Com 1.200 alunos, a Facol emprega 180 funcionários e é referência no ensino superior na região onde se situa. “Atendemos estudantes de nove cidades num raio de até 50 quilômetros de distância”, comenta Placca. Majoritariamente, os alunos matriculados na instituição precisam recorrer ao financiamento estudantil federal para poder custear sua formação. De acordo com ele, 80% dos estudantes da Facol são vinculados ao programa. “As mudanças atingiram frontalmente o direito de estudar dos alunos. Já tínhamos começado o processo de ingresso nos cursos quando, de repente, as regras mudaram”, conta. “E agora? Os novos alunos matriculados devem fazer o quê? Abandonar sua formação? Desistir de seus planos? Eles contavam com o Fies para pagar suas mensalidades”, complementa.

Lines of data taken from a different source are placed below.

//! Session repository implementation.

use chrono::{DateTime, Utc};
use sqlx::PgPool;
use uuid::Uuid;

use tablehub_core::error::{AppError, ErrorKind};
use tablehub_core::result::AppResult;
use tablehub_entity::session::{CreateSession, Session};

/// Repository for session rows.
///
/// Sessions are owned exclusively by this repository; no other code writes
/// the `sessions` table.
#[derive(Debug, Clone)]
pub struct SessionRepository {
    pool: PgPool,
}

impl SessionRepository {
    /// Create a new session repository.
    pub fn new(pool: PgPool) -> Self {
        Self { pool }
    }

    /// Insert a new session and return the full record.
    pub async fn create(&self, data: &CreateSession) -> AppResult<Session> {
        sqlx::query_as::<_, Session>(
            "INSERT INTO sessions (principal_id, principal_kind, hashed_token, expires_at) \
             VALUES ($1, $2, $3, $4) RETURNING *",
        )
        .bind(data.principal_id)
        .bind(data.principal_kind)
        .bind(&data.hashed_token)
        .bind(data.expires_at)
        .fetch_one(&self.pool)
        .await
        .map_err(|e| AppError::with_source(ErrorKind::Database, "Failed to create session", e))
    }

    /// Find a session by its token digest.
    pub async fn find_by_hashed_token(&self, hashed_token: &str) -> AppResult<Option<Session>> {
        sqlx::query_as::<_, Session>("SELECT * FROM sessions WHERE hashed_token = $1")
            .bind(hashed_token)
            .fetch_optional(&self.pool)
            .await
            .map_err(|e| {
                AppError::with_source(ErrorKind::Database, "Failed to find session by token", e)
            })
    }

    /// Extend a session's expiry (sliding renewal). Idempotent under
    /// concurrent identical requests.
    pub async fn extend_expiry(
        &self,
        session_id: i64,
        new_expires_at: DateTime<Utc>,
    ) -> AppResult<()> {
        sqlx::query("UPDATE sessions SET expires_at = $2 WHERE id = $1")
            .bind(session_id)
            .bind(new_expires_at)
            .execute(&self.pool)
            .await
            .map_err(|e| {
                AppError::with_source(ErrorKind::Database, "Failed to extend session expiry", e)
            })?;
        Ok(())
    }

    /// Delete a session by its token digest. Returns whether a row existed.
    pub async fn delete_by_hashed_token(&self, hashed_token: &str) -> AppResult<bool> {
        let result = sqlx::query("DELETE FROM sessions WHERE hashed_token = $1")
            .bind(hashed_token)
            .execute(&self.pool)
            .await
            .map_err(|e| {
                AppError::with_source(ErrorKind::Database, "Failed to delete session", e)
            })?;
        Ok(result.rows_affected() > 0)
    }

    /// Delete a session by ID.
    pub async fn delete(&self, session_id: i64) -> AppResult<bool> {
        let result = sqlx::query("DELETE FROM sessions WHERE id = $1")
            .bind(session_id)
            .execute(&self.pool)
            .await
            .map_err(|e| {
                AppError::with_source(ErrorKind::Database, "Failed to delete session", e)
            })?;
        Ok(result.rows_affected() > 0)
    }

    /// Invalidate every session belonging to a principal. Returns the number
    /// of sessions removed.
    pub async fn delete_all_for_principal(&self, principal_id: Uuid) -> AppResult<u64> {
        let result = sqlx::query("DELETE FROM sessions WHERE principal_id = $1")
            .bind(principal_id)
            .execute(&self.pool)
            .await
            .map_err(|e| {
                AppError::with_source(ErrorKind::Database, "Failed to delete principal sessions", e)
            })?;
        Ok(result.rows_affected())
    }

    /// Housekeeping sweep: delete sessions whose expiry is at or before `now`.
    pub async fn cleanup_expired(&self, now: DateTime<Utc>) -> AppResult<u64> {
        let result = sqlx::query("DELETE FROM sessions WHERE expires_at <= $1")
            .bind(now)
            .execute(&self.pool)
            .await
            .map_err(|e| {
                AppError::with_source(ErrorKind::Database, "Failed to clean up expired sessions", e)
            })?;
        Ok(result.rows_affected())
    }
}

É a partir dessa dinâmica que surge o sentimento de traição, a que Placca se refere. Ele alega ter “assumido a bandeira” do Fies quando o governo federal iniciou o programa. De acordo com ele, são as condições do financiamento, com juros baixos, que possibilitam trazer alunos de condições financeiras menos favorecidas para a sala de aula. Na inexistência do crédito é preciso estabelecer outras maneiras para o custeio dos estudos. “Estudamos alternativas para viabilizar a entrada de novos alunos. É preciso resolver essa questão”, adianta.
Entre as medidas aventadas por Placca e sua equipe para permitir que alunos de baixa renda se mantenham na faculdade está a possibilidade de estabelecer o pagamento das mensalidades no dobro do tempo de duração do curso. Além disso, haverá uma análise socioeconômica dos alunos para identificar aqueles que necessitam de descontos para o pagamento das mensalidades. Para isso a instituição também deverá investir em estudos de segurança jurídica para determinar fiadores ou outros artifícios de garantia dos pagamentos. “Vamos nos sacrificar para mantermos nossos alunos”, garante.
Custo do investimento
A oferta de financiamento estudantil é uma prática limitada na iniciativa privada brasileira. Há poucas empresas especializadas com presença nacional ou de
atuação regional que concedem esse tipo de crédito a alunos do ensino superior. Além disso, as regras de atuação acabam deixando de fora uma grande gama tanto de instituições como de alunos, seja devido ao porte dos estabelecimentos ou pela baixa renda dos beneficiados.
O setor bancário também encontra dificuldade em concorrer com as taxas de juros oferecidas pelo governo federal. “É impossível para um banco competir com a taxa de juros de 3,4% ao ano do Fies. O custo do dinheiro é maior”, comenta Daniel Mitraud, superintendente de Crédito Educativo do Santander.
De acordo com Mitraud, o desenho para viabilizar produtos competitivos pelos bancos nesse segmento é difícil pelas variantes envolvidas. Entre elas, as poucas fontes de renda dos alunos. Muitos sequer trabalham e ainda são dependentes econômicos dos pais, que em muitos casos também têm condições limitadas de renda. Há, ainda, a evasão. Qual garantia o banco teria para financiar alguém que compra um serviço o qual a instituição financiadora não consiga alienar em caso de quebra de contrato, como acontece com o financiamento de carros? “O investimento não compensa, ao se analisar o custo versus o benefício. O Fies foi criado como política social, política de inclusão ao ensino.”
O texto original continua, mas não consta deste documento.